* [Work instruction] Your answer should repeat every line of the records below in which the word "String" appears.

* [Exercise data]
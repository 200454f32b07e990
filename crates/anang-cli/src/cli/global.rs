use clap::ValueEnum;

/// Shared output mode across all commands.
#[derive(Clone, Copy, Debug, Eq, PartialEq, ValueEnum)]
pub enum OutputFormat {
    Json,
    Table,
    Raw,
}

impl OutputFormat {
    /// Parse the `general.default_format` config value.
    pub fn from_config(value: &str) -> Self {
        Self::from_str(value, true).unwrap_or(Self::Json)
    }
}

/// Global flags resolved against config.
#[derive(Clone, Debug)]
pub struct GlobalFlags {
    pub format: OutputFormat,
    pub quiet: bool,
}
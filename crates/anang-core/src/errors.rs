//! Cross-cutting error types for the portal client.
//!
//! Domain-specific errors (`ApiError`, `AuthError`, `PortalError`) are defined
//! in their respective crates. The CLI converges them into `anyhow::Error`.

use thiserror::Error;

/// Errors that can be raised by any Anang crate.
#[derive(Debug, Error)]
pub enum CoreError {
    /// A value did not match any known variant.
    #[error("Unknown {kind}: {value}")]
    UnknownVariant { kind: &'static str, value: String },

    /// A roadmap step id outside `1..=7`.
    #[error("No roadmap step with id {0}")]
    UnknownStep(u8),

    /// Data failed validation (format, constraints).
    #[error("Validation error: {0}")]
    Validation(String),
}
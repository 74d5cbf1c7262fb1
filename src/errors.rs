//! Error taxonomy of the pipeline.
//!
//! Every failure is fatal for the job: nothing is retried and no partial
//! matrix is ever written.

use thiserror::Error;

use crate::collective::CollectiveError;
use crate::storage::StorageError;

#[derive(Debug, Error)]
pub enum PipelineError {
    /// Bad inputs or a topology that does not match the batch layout.
    /// Raised before any computation starts.
    #[error("configuration error: {0}")]
    Configuration(String),

    /// A worker could not load or contract its data.
    #[error("computation error: {0}")]
    Computation(String),

    /// The aggregator found a missing or malformed distance patch.
    #[error("assembly error: {0}")]
    Assembly(String),

    #[error(transparent)]
    Storage(#[from] StorageError),

    #[error(transparent)]
    Collective(#[from] CollectiveError),
}

impl PipelineError {
    pub fn is_configuration(&self) -> bool {
        matches!(self, PipelineError::Configuration(_))
    }

    pub fn is_computation(&self) -> bool {
        matches!(self, PipelineError::Computation(_))
    }

    pub fn is_assembly(&self) -> bool {
        matches!(self, PipelineError::Assembly(_))
    }
}

pub type PipelineResult<T> = Result<T, PipelineError>;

* [Answer to the problem]
    UnknownVariant { kind: &'static str, value: String },
    Validation(String),
    Configuration(String),
    Computation(String),
    Assembly(String),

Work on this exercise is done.